** RECORDS FOR PROCESSING follows **

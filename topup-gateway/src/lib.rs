//! # Top-Up Gateway
//!
//! HTTP adapter for the third-party payment gateway. Implements the
//! `TopUpProvider` port (authenticate + buy) and a live `SupplierCatalog`.
//!
//! The gateway is stateless from our side: every operation authenticates
//! first and the token is never cached.

use std::time::Duration;

use async_trait::async_trait;
use reqwest::{Client, Response, StatusCode};
use tracing::{error, info, instrument, warn};

use topup_types::{
    AuthToken, ProviderError, Supplier, SupplierCatalog, TopUpProvider, TopUpReceipt,
    TopUpRequest,
};

mod wire;

use wire::{AuthRequest, AuthResponse, BuyRequest, BuyResponse, ErrorBody, SupplierDto};

const PROVIDER_NAME: &str = "Puntored";

// ─────────────────────────────────────────────────────────────────────────────
// Configuration
// ─────────────────────────────────────────────────────────────────────────────

/// Connection settings for the gateway.
#[derive(Clone)]
pub struct GatewayConfig {
    pub base_url: String,
    pub api_key: String,
    pub username: String,
    pub password: String,
    pub timeout: Duration,
}

impl GatewayConfig {
    pub fn new(
        base_url: impl Into<String>,
        api_key: impl Into<String>,
        username: impl Into<String>,
        password: impl Into<String>,
    ) -> Self {
        Self {
            base_url: base_url.into().trim_end_matches('/').to_string(),
            api_key: api_key.into(),
            username: username.into(),
            password: password.into(),
            timeout: Duration::from_secs(30),
        }
    }

    pub fn with_timeout(mut self, timeout: Duration) -> Self {
        self.timeout = timeout;
        self
    }
}

impl std::fmt::Debug for GatewayConfig {
    fn fmt(&self, f: &mut std::fmt::Formatter<'_>) -> std::fmt::Result {
        f.debug_struct("GatewayConfig")
            .field("base_url", &self.base_url)
            .field("username", &self.username)
            .field("timeout", &self.timeout)
            .finish_non_exhaustive()
    }
}

// ─────────────────────────────────────────────────────────────────────────────
// Client
// ─────────────────────────────────────────────────────────────────────────────

/// Gateway client implementing the provider and catalog ports.
pub struct GatewayClient {
    config: GatewayConfig,
    http: Client,
}

impl GatewayClient {
    pub fn new(config: GatewayConfig) -> anyhow::Result<Self> {
        let http = Client::builder().timeout(config.timeout).build()?;
        Ok(Self { config, http })
    }

    pub fn config(&self) -> &GatewayConfig {
        &self.config
    }

    fn url(&self, path: &str) -> String {
        format!("{}{}", self.config.base_url, path)
    }

    fn transport_error(&self, e: reqwest::Error) -> ProviderError {
        if e.is_timeout() {
            ProviderError::Timeout(self.config.timeout.as_secs())
        } else {
            ProviderError::Transport(e.to_string())
        }
    }

    /// Extracts the gateway's `message` from an error response, falling
    /// back to the HTTP status.
    async fn error_message(resp: Response) -> String {
        let status = resp.status();
        let body = resp.text().await.unwrap_or_default();
        serde_json::from_str::<ErrorBody>(&body)
            .ok()
            .and_then(|b| b.message)
            .filter(|m| !m.trim().is_empty())
            .unwrap_or_else(|| format!("HTTP {}", status.as_u16()))
    }
}

// ─────────────────────────────────────────────────────────────────────────────
// TopUpProvider implementation
// ─────────────────────────────────────────────────────────────────────────────

#[async_trait]
impl TopUpProvider for GatewayClient {
    #[instrument(skip(self))]
    async fn authenticate(&self) -> Result<AuthToken, ProviderError> {
        let resp = self
            .http
            .post(self.url("/auth"))
            .header("x-api-key", &self.config.api_key)
            .json(&AuthRequest {
                user: &self.config.username,
                password: &self.config.password,
            })
            .send()
            .await
            .map_err(|e| self.transport_error(e))?;

        if !resp.status().is_success() {
            let message = Self::error_message(resp).await;
            error!(%message, "gateway authentication rejected");
            return Err(ProviderError::Authentication(message));
        }

        let body: AuthResponse = resp
            .json()
            .await
            .map_err(|e| ProviderError::Authentication(e.to_string()))?;

        let token = body
            .token
            .ok_or_else(|| ProviderError::Authentication("respuesta sin token".to_string()))?;

        AuthToken::new(token).map_err(|e| ProviderError::Authentication(e.to_string()))
    }

    #[instrument(
        skip(self, request, token),
        fields(phone = %request.phone_number(), supplier_id = %request.supplier_id())
    )]
    async fn execute_top_up(
        &self,
        request: &TopUpRequest,
        token: &AuthToken,
    ) -> Result<TopUpReceipt, ProviderError> {
        let body = BuyRequest {
            cell_phone: request.phone_number().as_str(),
            value: request.amount().value(),
            supplier_id: request.supplier_id().value(),
        };

        info!(supplier = request.supplier_name(), "calling gateway /buy");

        let resp = self
            .http
            .post(self.url("/buy"))
            .header(reqwest::header::AUTHORIZATION, token.raw_value())
            .json(&body)
            .send()
            .await
            .map_err(|e| self.transport_error(e))?;

        let status = resp.status();
        if !status.is_success() {
            let message = Self::error_message(resp).await;
            warn!(status = status.as_u16(), %message, "gateway declined top-up");
            return Err(ProviderError::Declined(message));
        }

        let raw = resp.text().await.map_err(|e| self.transport_error(e))?;
        let parsed: BuyResponse = serde_json::from_str(&raw)
            .map_err(|e| ProviderError::InvalidResponse(e.to_string()))?;

        let external_transaction_id = parsed
            .transactional_id
            .map(|id| id.trim().to_string())
            .filter(|id| !id.is_empty())
            .ok_or_else(|| {
                ProviderError::InvalidResponse("la respuesta no contiene transactionalID".into())
            })?;

        info!(%external_transaction_id, "gateway accepted top-up");

        Ok(TopUpReceipt {
            external_transaction_id,
            message: parsed.message,
            raw_response: Some(raw),
        })
    }

    fn provider_name(&self) -> &str {
        PROVIDER_NAME
    }
}

// ─────────────────────────────────────────────────────────────────────────────
// SupplierCatalog implementation
// ─────────────────────────────────────────────────────────────────────────────

#[async_trait]
impl SupplierCatalog for GatewayClient {
    #[instrument(skip(self))]
    async fn list_suppliers(&self) -> Result<Vec<Supplier>, ProviderError> {
        let token = self.authenticate().await?;

        let resp = self
            .http
            .get(self.url("/getSuppliers"))
            .header(reqwest::header::AUTHORIZATION, token.raw_value())
            .send()
            .await
            .map_err(|e| self.transport_error(e))?;

        match resp.status() {
            s if s.is_success() => {}
            StatusCode::UNAUTHORIZED | StatusCode::FORBIDDEN => {
                return Err(ProviderError::Authentication(
                    Self::error_message(resp).await,
                ));
            }
            _ => return Err(ProviderError::Transport(Self::error_message(resp).await)),
        }

        let suppliers: Vec<SupplierDto> = resp
            .json()
            .await
            .map_err(|e| ProviderError::InvalidResponse(e.to_string()))?;

        Ok(suppliers
            .into_iter()
            .map(|s| Supplier {
                id: s.id,
                name: s.name,
            })
            .collect())
    }
}

#[cfg(test)]
mod tests {
    use super::*;

    #[test]
    fn test_config_trims_trailing_slash() {
        let config = GatewayConfig::new("http://gateway.local/", "key", "user", "pass");
        assert_eq!(config.base_url, "http://gateway.local");
        assert_eq!(config.timeout, Duration::from_secs(30));
    }

    #[test]
    fn test_config_debug_hides_secrets() {
        let config = GatewayConfig::new("http://gateway.local", "api-secret", "user", "pw-secret");
        let debug = format!("{:?}", config);
        assert!(!debug.contains("api-secret"));
        assert!(!debug.contains("pw-secret"));
    }

    #[test]
    fn test_buy_request_serializes_value_as_number() {
        let body = BuyRequest {
            cell_phone: "3001234567",
            value: rust_decimal_macros::dec!(5000.00),
            supplier_id: "8753",
        };
        let json = serde_json::to_value(&body).unwrap();
        assert_eq!(json["cellPhone"], "3001234567");
        assert_eq!(json["supplierId"], "8753");
        assert_eq!(json["value"].as_f64(), Some(5000.0));
    }
}
//! HTTP request handlers.

use std::sync::Arc;

use axum::{
    Json,
    extract::{Path, Query, State, rejection::JsonRejection},
    http::StatusCode,
    response::{IntoResponse, Response},
};

use topup_types::{
    AppError, ErrorResponse, PageQuery, PageRequest, SupplierResponse, TopUpProvider,
    TopUpRequestDto, TransactionId, TransactionRepository, TransactionResponse,
};

use super::auth::CallerId;
use crate::TopUpService;

/// Application state shared across handlers.
pub struct AppState<R: TransactionRepository, P: TopUpProvider> {
    pub service: TopUpService<R, P>,
}

/// Wrapper to implement IntoResponse for AppError (orphan rule workaround).
pub struct ApiError(pub AppError);

impl From<AppError> for ApiError {
    fn from(err: AppError) -> Self {
        ApiError(err)
    }
}

impl From<topup_types::TopUpError> for ApiError {
    fn from(err: topup_types::TopUpError) -> Self {
        ApiError(err.into())
    }
}

impl IntoResponse for ApiError {
    fn into_response(self) -> Response {
        let (status, message, transaction_id) = match self.0 {
            AppError::BadRequest(msg) => (StatusCode::BAD_REQUEST, msg, None),
            AppError::Unauthorized(msg) => (StatusCode::UNAUTHORIZED, msg, None),
            AppError::Forbidden(msg) => (StatusCode::FORBIDDEN, msg, None),
            AppError::NotFound(msg) => (StatusCode::NOT_FOUND, msg, None),
            AppError::BadGateway {
                message,
                transaction_id,
            } => (StatusCode::BAD_GATEWAY, message, transaction_id),
            AppError::Unrecorded {
                message,
                transaction_id,
            } => {
                tracing::error!(error = %message, %transaction_id, "top-up outcome not recorded");
                (StatusCode::INTERNAL_SERVER_ERROR, message, Some(transaction_id))
            }
            AppError::Internal(msg) => {
                tracing::error!(error = %msg, "internal error");
                (StatusCode::INTERNAL_SERVER_ERROR, msg, None)
            }
        };

        let body = ErrorResponse {
            error: message,
            code: status.as_u16(),
            transaction_id: transaction_id.map(|id| id.value()),
        };

        (status, Json(body)).into_response()
    }
}

fn parse_transaction_id(raw: &str) -> Result<TransactionId, ApiError> {
    raw.parse()
        .map_err(|_| ApiError(AppError::BadRequest("ID de transacción inválido".into())))
}

/// Health check endpoint.
pub async fn health() -> impl IntoResponse {
    Json(serde_json::json!({ "status": "healthy" }))
}

// ─────────────────────────────────────────────────────────────────────────────
// Top-ups
// ─────────────────────────────────────────────────────────────────────────────

/// Execute a top-up for the calling user.
#[tracing::instrument(skip(state, body), fields(user_id = caller.0))]
pub async fn create_top_up<R: TransactionRepository, P: TopUpProvider>(
    State(state): State<Arc<AppState<R, P>>>,
    caller: CallerId,
    body: Result<Json<TopUpRequestDto>, JsonRejection>,
) -> Result<impl IntoResponse, ApiError> {
    let Json(req) = body.map_err(|e| ApiError(AppError::BadRequest(e.body_text())))?;

    let tx = state
        .service
        .execute_top_up(&req.cell_phone, req.value, &req.supplier_id, caller.0)
        .await?;

    Ok((StatusCode::CREATED, Json(TransactionResponse::from(tx))))
}

// ─────────────────────────────────────────────────────────────────────────────
// Transactions
// ─────────────────────────────────────────────────────────────────────────────

/// Page through the caller's active transactions.
#[tracing::instrument(skip(state), fields(user_id = caller.0))]
pub async fn list_transactions<R: TransactionRepository, P: TopUpProvider>(
    State(state): State<Arc<AppState<R, P>>>,
    caller: CallerId,
    Query(query): Query<PageQuery>,
) -> Result<impl IntoResponse, ApiError> {
    let defaults = PageRequest::default();
    let page = PageRequest::new(
        query.page.unwrap_or(defaults.page()),
        query.size.unwrap_or(defaults.size()),
    )
    .map_err(|e| ApiError(AppError::BadRequest(e.to_string())))?;

    let page = state.service.get_user_transactions(caller.0, page).await?;
    Ok(Json(page.map(TransactionResponse::from)))
}

/// Get one of the caller's transactions.
#[tracing::instrument(skip(state), fields(user_id = caller.0))]
pub async fn get_transaction<R: TransactionRepository, P: TopUpProvider>(
    State(state): State<Arc<AppState<R, P>>>,
    caller: CallerId,
    Path(id): Path<String>,
) -> Result<impl IntoResponse, ApiError> {
    let id = parse_transaction_id(&id)?;
    let tx = state.service.get_transaction(id, caller.0).await?;
    Ok(Json(TransactionResponse::from(tx)))
}

/// Soft-delete one of the caller's transactions.
#[tracing::instrument(skip(state), fields(user_id = caller.0))]
pub async fn delete_transaction<R: TransactionRepository, P: TopUpProvider>(
    State(state): State<Arc<AppState<R, P>>>,
    caller: CallerId,
    Path(id): Path<String>,
) -> Result<impl IntoResponse, ApiError> {
    let id = parse_transaction_id(&id)?;
    state.service.deactivate_transaction(id, caller.0).await?;
    Ok(StatusCode::NO_CONTENT)
}

/// Undo a soft delete.
#[tracing::instrument(skip(state), fields(user_id = caller.0))]
pub async fn reactivate_transaction<R: TransactionRepository, P: TopUpProvider>(
    State(state): State<Arc<AppState<R, P>>>,
    caller: CallerId,
    Path(id): Path<String>,
) -> Result<impl IntoResponse, ApiError> {
    let id = parse_transaction_id(&id)?;
    let tx = state.service.reactivate_transaction(id, caller.0).await?;
    Ok(Json(TransactionResponse::from(tx)))
}

/// Active transactions sent to a phone number.
#[tracing::instrument(skip(state, _caller))]
pub async fn transactions_by_phone<R: TransactionRepository, P: TopUpProvider>(
    State(state): State<Arc<AppState<R, P>>>,
    _caller: CallerId,
    Path(phone): Path<String>,
) -> Result<impl IntoResponse, ApiError> {
    let transactions = state.service.get_transactions_by_phone(&phone).await?;
    let body: Vec<TransactionResponse> = transactions
        .iter()
        .map(TransactionResponse::from)
        .collect();
    Ok(Json(body))
}

// ─────────────────────────────────────────────────────────────────────────────
// Suppliers
// ─────────────────────────────────────────────────────────────────────────────

pub async fn list_suppliers<R: TransactionRepository, P: TopUpProvider>(
    State(state): State<Arc<AppState<R, P>>>,
) -> impl IntoResponse {
    let suppliers: Vec<SupplierResponse> = state
        .service
        .list_suppliers()
        .await
        .into_iter()
        .map(SupplierResponse::from)
        .collect();
    Json(suppliers)
}

#[cfg(test)]
mod tests {
    use http_body_util::BodyExt;

    use super::*;

    #[tokio::test]
    async fn test_unrecorded_outcome_reports_transaction_id() {
        let response = ApiError(AppError::Unrecorded {
            message: "No se pudo registrar el resultado de la transacción 12".into(),
            transaction_id: TransactionId::new(12),
        })
        .into_response();

        assert_eq!(response.status(), StatusCode::INTERNAL_SERVER_ERROR);
        let bytes = response.into_body().collect().await.unwrap().to_bytes();
        let body: ErrorResponse = serde_json::from_slice(&bytes).unwrap();
        assert_eq!(body.code, 500);
        assert_eq!(body.transaction_id, Some(12));
    }
}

** End of RECORDS FOR PROCESSING **

• TASK STATEMENT: The lines to extract from the data above begin with the line containing "HTTP request handlers." and end with the line containing "pub struct AppState<R: TransactionRepository, P: TopUpProvider>". Extract them exactly, including both.

• ANSWER TO THIS PROBLEM:
//! HTTP request handlers.

use std::sync::Arc;

use axum::{
    Json,
    extract::{Path, Query, State, rejection::JsonRejection},
    http::StatusCode,
    response::{IntoResponse, Response},
};

use topup_types::{
    AppError, ErrorResponse, PageQuery, PageRequest, SupplierResponse, TopUpProvider,
    TopUpRequestDto, TransactionId, TransactionRepository, TransactionResponse,
};

use super::auth::CallerId;
use crate::TopUpService;

/// Application state shared across handlers.
pub struct AppState<R: TransactionRepository, P: TopUpProvider> {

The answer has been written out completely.